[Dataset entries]
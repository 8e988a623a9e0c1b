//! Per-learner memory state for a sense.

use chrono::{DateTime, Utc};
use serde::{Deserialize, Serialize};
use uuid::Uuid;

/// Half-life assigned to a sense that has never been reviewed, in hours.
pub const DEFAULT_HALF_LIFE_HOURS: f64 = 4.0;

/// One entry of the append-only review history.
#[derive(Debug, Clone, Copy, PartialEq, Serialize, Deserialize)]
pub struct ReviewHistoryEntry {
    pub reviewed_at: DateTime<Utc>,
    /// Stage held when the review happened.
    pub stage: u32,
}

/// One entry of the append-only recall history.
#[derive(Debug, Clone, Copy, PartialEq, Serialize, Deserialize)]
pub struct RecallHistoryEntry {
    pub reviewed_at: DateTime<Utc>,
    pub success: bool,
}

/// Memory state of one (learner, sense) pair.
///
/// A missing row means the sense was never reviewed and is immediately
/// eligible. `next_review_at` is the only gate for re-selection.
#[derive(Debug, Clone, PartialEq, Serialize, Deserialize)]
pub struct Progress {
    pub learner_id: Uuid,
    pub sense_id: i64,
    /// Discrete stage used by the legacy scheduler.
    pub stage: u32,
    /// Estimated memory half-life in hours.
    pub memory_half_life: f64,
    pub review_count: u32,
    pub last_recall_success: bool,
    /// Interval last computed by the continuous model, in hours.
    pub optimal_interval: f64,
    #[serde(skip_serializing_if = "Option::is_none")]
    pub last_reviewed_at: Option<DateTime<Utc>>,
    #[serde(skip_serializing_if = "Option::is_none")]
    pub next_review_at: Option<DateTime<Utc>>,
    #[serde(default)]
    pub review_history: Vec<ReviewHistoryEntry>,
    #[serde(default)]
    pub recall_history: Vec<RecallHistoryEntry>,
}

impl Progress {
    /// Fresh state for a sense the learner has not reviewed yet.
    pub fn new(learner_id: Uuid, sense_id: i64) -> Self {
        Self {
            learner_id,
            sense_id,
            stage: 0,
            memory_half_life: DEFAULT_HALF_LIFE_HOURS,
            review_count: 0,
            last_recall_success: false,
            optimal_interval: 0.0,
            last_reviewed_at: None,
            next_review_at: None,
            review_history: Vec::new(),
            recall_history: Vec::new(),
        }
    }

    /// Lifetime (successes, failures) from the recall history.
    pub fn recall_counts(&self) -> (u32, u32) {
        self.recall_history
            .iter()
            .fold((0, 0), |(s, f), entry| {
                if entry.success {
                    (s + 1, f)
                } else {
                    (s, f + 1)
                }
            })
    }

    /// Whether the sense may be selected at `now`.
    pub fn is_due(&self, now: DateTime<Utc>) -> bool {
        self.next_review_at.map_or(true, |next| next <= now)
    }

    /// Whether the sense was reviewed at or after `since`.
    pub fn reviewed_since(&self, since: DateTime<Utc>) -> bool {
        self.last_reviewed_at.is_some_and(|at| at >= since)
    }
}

...

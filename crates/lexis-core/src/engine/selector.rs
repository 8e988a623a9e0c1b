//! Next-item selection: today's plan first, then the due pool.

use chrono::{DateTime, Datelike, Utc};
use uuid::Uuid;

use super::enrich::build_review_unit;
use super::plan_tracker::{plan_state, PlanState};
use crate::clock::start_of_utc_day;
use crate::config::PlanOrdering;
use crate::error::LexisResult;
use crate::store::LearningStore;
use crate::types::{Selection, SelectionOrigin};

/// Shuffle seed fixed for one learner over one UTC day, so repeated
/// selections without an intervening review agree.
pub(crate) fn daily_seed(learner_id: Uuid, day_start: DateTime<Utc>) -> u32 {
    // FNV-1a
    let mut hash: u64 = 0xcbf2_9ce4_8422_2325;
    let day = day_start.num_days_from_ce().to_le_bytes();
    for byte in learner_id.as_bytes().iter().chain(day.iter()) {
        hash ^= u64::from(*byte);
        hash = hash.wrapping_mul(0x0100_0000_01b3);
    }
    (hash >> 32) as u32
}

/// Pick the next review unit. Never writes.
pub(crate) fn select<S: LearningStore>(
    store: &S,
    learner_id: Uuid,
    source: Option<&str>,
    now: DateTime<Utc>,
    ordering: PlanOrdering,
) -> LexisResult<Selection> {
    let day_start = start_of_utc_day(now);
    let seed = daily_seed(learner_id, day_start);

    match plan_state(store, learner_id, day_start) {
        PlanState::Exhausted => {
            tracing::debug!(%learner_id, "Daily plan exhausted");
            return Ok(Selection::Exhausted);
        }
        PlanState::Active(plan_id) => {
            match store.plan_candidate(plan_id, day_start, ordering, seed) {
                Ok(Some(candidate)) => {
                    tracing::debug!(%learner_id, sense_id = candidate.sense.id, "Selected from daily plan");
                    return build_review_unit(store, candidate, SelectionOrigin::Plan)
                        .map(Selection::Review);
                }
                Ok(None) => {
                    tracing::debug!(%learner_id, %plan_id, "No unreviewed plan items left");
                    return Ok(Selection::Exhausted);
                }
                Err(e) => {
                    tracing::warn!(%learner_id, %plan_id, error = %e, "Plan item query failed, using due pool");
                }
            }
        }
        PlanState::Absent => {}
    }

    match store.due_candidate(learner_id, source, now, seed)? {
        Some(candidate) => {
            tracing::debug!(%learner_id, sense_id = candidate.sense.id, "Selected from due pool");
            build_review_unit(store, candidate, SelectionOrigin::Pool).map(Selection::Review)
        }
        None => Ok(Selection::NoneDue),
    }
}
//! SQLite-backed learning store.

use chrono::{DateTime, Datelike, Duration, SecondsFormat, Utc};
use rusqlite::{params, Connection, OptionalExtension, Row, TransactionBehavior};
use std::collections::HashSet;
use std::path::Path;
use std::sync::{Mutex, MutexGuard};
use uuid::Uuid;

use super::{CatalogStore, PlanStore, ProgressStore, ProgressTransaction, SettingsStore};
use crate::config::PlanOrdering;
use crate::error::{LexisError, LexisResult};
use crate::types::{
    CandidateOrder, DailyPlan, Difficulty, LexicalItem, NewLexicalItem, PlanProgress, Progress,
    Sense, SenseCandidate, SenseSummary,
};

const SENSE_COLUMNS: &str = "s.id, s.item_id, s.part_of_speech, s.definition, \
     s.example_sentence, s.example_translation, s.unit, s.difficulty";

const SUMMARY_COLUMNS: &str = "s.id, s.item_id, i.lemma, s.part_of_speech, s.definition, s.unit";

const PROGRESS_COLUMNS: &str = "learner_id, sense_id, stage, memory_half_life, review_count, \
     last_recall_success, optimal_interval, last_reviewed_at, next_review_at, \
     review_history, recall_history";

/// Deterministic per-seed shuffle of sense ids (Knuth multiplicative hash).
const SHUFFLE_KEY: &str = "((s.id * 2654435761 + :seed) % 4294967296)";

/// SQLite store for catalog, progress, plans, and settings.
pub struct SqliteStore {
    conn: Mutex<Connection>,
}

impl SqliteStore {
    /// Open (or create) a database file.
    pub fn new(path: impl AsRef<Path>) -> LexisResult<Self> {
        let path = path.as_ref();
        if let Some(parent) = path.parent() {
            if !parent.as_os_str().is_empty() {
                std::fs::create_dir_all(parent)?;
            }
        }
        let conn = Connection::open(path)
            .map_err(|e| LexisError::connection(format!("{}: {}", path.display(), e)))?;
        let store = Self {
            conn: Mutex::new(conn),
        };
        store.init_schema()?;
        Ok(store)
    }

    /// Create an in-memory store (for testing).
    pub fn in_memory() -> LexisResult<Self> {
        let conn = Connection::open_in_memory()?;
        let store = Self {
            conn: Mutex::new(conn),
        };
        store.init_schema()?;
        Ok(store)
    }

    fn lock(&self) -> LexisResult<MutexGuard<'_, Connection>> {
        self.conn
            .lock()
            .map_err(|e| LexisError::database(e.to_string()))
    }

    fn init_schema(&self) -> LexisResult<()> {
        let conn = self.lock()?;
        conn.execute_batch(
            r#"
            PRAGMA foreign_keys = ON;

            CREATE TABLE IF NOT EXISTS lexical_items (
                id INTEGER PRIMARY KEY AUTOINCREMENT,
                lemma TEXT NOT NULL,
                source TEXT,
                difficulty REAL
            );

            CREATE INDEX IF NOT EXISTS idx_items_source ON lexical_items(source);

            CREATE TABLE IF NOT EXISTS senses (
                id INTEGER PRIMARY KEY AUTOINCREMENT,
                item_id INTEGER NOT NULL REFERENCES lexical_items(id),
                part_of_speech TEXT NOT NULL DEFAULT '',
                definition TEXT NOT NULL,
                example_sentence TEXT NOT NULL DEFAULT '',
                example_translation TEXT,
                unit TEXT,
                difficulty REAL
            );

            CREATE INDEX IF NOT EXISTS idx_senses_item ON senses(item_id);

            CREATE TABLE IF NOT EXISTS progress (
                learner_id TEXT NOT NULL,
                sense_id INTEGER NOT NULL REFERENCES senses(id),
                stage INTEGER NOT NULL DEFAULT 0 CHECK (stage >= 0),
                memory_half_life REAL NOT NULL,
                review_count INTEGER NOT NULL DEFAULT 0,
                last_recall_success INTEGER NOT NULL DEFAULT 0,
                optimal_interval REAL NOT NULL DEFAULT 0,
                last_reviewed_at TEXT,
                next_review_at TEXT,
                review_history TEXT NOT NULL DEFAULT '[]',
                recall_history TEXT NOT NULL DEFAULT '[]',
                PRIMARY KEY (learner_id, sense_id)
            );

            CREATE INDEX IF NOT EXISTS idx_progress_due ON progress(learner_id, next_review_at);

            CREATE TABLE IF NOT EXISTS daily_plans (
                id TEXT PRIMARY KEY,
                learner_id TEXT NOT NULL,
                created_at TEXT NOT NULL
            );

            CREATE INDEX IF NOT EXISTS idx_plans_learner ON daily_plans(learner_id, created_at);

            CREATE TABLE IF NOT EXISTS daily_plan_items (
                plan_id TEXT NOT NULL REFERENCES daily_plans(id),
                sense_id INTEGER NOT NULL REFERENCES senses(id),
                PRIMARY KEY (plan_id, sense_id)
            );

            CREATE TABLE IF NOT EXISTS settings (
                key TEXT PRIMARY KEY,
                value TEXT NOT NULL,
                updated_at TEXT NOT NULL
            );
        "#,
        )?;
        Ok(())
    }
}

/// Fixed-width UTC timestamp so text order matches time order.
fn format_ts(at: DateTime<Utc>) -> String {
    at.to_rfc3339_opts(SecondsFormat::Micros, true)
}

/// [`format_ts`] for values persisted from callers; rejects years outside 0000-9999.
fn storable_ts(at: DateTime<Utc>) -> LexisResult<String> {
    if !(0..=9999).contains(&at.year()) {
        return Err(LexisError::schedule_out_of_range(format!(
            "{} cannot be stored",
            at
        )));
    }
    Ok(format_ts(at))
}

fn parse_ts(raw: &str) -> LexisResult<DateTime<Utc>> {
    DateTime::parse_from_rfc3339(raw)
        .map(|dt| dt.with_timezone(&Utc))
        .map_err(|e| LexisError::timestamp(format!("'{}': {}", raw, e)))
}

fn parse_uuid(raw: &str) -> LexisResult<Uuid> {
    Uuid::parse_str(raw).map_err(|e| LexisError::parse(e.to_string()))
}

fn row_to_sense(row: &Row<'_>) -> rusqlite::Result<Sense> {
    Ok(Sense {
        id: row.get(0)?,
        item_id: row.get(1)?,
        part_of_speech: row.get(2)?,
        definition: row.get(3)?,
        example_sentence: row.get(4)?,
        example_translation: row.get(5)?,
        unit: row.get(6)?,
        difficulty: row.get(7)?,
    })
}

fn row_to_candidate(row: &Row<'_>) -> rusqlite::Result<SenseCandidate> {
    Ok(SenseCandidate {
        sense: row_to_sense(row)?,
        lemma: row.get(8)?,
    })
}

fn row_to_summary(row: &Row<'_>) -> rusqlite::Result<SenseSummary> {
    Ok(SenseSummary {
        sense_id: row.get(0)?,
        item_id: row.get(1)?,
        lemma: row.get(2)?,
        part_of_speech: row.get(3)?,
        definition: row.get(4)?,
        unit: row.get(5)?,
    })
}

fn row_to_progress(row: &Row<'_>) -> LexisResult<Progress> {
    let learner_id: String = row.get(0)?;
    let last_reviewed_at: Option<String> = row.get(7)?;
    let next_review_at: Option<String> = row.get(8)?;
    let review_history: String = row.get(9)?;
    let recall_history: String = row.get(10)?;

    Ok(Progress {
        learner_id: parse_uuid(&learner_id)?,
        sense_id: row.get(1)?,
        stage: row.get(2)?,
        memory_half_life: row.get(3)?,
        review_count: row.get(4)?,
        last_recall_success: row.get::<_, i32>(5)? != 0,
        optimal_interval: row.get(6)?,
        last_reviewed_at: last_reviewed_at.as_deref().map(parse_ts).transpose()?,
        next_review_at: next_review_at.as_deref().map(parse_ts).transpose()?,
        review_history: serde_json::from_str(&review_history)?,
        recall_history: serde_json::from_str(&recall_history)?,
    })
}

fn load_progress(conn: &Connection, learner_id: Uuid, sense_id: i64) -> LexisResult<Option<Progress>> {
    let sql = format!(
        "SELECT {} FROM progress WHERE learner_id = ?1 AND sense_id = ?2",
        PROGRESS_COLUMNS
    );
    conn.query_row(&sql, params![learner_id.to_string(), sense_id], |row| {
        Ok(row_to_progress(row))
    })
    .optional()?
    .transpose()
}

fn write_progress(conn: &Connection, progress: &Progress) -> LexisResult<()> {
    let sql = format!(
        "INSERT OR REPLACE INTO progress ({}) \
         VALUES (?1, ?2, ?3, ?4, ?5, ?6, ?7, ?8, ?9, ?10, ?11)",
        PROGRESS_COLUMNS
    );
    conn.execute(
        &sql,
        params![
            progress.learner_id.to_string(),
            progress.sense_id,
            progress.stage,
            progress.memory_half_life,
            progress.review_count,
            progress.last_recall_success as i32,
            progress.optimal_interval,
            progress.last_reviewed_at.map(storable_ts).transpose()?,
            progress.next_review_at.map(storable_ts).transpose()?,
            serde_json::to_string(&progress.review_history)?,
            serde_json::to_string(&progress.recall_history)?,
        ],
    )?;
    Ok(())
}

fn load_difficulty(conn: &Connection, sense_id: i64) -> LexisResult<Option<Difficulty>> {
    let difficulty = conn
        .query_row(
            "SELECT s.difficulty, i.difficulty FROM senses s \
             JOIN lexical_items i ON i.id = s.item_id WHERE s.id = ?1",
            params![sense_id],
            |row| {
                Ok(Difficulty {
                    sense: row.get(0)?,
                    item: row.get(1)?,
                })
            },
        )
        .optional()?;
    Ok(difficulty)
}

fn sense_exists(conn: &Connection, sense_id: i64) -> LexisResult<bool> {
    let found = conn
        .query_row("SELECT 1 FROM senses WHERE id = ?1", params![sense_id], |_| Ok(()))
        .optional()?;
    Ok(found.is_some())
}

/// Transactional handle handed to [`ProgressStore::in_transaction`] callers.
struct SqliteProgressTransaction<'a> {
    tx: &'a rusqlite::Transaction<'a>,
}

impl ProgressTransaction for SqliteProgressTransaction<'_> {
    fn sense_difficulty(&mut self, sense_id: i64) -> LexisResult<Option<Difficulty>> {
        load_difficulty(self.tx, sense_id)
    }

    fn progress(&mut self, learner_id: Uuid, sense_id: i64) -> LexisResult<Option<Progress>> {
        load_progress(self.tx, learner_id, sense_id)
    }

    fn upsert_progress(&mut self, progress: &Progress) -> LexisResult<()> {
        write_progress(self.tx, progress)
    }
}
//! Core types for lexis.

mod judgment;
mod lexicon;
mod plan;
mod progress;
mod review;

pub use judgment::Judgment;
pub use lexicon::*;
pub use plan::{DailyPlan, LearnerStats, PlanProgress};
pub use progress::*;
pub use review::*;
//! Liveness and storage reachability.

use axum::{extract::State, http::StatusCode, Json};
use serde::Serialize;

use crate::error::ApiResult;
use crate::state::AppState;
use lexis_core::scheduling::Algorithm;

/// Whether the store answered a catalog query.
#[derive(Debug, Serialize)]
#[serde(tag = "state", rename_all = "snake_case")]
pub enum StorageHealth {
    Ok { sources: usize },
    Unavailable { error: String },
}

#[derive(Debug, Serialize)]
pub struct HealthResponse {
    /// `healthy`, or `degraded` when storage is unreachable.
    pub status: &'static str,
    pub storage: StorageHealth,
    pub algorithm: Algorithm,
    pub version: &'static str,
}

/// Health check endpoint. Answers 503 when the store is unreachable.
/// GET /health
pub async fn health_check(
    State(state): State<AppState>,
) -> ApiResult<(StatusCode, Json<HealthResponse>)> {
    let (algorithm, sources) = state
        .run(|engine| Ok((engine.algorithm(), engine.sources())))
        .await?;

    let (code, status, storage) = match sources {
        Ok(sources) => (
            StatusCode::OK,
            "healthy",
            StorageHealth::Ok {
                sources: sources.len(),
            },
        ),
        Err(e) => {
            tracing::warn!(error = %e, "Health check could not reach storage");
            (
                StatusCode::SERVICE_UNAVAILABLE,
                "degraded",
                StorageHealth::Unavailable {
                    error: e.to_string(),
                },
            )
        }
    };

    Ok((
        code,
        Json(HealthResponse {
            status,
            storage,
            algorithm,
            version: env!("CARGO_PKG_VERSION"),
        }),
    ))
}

* [Action item] Lines that hold the word "rusqlite" are the ones to copy from the entries above.

* [Exercise solution]
use rusqlite::{params, Connection, OptionalExtension, Row, TransactionBehavior};
fn row_to_sense(row: &Row<'_>) -> rusqlite::Result<Sense> {
fn row_to_candidate(row: &Row<'_>) -> rusqlite::Result<SenseCandidate> {
fn row_to_summary(row: &Row<'_>) -> rusqlite::Result<SenseSummary> {
    tx: &'a rusqlite::Transaction<'a>,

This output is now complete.